** Opening Material provided block **
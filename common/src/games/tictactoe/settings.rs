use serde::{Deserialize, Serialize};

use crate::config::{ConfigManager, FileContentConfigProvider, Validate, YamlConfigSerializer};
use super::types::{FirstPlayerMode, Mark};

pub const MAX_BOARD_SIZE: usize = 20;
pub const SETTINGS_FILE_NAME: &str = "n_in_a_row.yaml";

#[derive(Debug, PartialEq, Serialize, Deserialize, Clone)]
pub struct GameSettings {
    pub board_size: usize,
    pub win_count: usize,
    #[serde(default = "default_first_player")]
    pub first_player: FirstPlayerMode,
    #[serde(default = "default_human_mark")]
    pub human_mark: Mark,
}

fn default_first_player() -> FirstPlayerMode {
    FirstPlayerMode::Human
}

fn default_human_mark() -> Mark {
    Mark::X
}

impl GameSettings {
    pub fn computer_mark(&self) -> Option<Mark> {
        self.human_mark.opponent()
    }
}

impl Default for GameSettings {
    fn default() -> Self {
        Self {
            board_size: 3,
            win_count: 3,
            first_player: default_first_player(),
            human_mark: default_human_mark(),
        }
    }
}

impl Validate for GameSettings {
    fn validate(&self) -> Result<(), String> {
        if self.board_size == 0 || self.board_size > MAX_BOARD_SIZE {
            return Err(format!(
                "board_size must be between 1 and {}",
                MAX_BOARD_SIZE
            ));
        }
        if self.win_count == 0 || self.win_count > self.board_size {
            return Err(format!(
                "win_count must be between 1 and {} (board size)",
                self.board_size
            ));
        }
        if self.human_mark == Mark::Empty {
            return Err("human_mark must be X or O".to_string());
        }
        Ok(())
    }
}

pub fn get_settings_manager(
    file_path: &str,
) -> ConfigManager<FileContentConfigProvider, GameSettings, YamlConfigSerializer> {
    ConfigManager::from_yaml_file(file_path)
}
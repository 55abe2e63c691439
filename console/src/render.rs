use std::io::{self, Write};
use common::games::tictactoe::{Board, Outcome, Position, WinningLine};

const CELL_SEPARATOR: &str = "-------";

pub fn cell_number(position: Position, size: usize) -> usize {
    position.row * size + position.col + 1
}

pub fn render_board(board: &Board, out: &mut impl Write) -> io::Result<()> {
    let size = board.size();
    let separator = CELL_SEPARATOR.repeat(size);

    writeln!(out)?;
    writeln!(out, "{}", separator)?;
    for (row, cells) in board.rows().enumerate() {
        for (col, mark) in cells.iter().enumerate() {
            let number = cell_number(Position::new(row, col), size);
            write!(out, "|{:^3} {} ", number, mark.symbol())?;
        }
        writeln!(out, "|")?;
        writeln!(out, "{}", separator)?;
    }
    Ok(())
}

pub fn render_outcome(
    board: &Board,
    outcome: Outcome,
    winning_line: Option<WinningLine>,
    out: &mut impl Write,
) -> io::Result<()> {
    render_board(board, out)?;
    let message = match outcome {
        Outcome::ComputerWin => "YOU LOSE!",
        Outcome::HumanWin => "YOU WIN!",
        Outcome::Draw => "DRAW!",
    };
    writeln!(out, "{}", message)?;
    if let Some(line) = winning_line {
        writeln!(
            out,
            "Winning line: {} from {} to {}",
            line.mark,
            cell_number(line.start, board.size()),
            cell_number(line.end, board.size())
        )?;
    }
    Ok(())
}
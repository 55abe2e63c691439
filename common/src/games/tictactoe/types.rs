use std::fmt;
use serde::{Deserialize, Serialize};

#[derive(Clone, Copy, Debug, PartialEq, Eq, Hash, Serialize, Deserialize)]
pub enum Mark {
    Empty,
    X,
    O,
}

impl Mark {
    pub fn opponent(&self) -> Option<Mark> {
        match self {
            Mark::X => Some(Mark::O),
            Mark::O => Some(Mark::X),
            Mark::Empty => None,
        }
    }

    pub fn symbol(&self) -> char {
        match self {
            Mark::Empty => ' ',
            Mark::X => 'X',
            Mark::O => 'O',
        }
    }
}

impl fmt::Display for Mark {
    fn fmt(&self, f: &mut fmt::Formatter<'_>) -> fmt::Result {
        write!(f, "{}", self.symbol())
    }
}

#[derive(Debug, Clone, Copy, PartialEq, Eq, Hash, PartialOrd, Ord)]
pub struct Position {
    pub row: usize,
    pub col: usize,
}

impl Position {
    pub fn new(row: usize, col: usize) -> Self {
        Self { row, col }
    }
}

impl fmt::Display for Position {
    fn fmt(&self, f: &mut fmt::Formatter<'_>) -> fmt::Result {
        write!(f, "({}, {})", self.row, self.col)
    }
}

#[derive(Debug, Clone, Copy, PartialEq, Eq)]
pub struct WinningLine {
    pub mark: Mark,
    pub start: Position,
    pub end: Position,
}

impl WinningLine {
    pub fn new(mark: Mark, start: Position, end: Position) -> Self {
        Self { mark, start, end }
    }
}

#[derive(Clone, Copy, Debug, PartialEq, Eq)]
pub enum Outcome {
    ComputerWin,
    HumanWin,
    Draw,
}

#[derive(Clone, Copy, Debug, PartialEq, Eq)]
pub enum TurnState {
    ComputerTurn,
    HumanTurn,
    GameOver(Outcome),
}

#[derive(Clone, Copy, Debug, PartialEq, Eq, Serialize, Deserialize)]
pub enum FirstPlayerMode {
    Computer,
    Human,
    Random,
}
** Closing Material provided block **
__Goal of the exercise__. The required output is every line above that contains the string "const".

__Finished task__.
pub const MAX_BOARD_SIZE: usize = 20;
pub const SETTINGS_FILE_NAME: &str = "n_in_a_row.yaml";
const CELL_SEPARATOR: &str = "-------";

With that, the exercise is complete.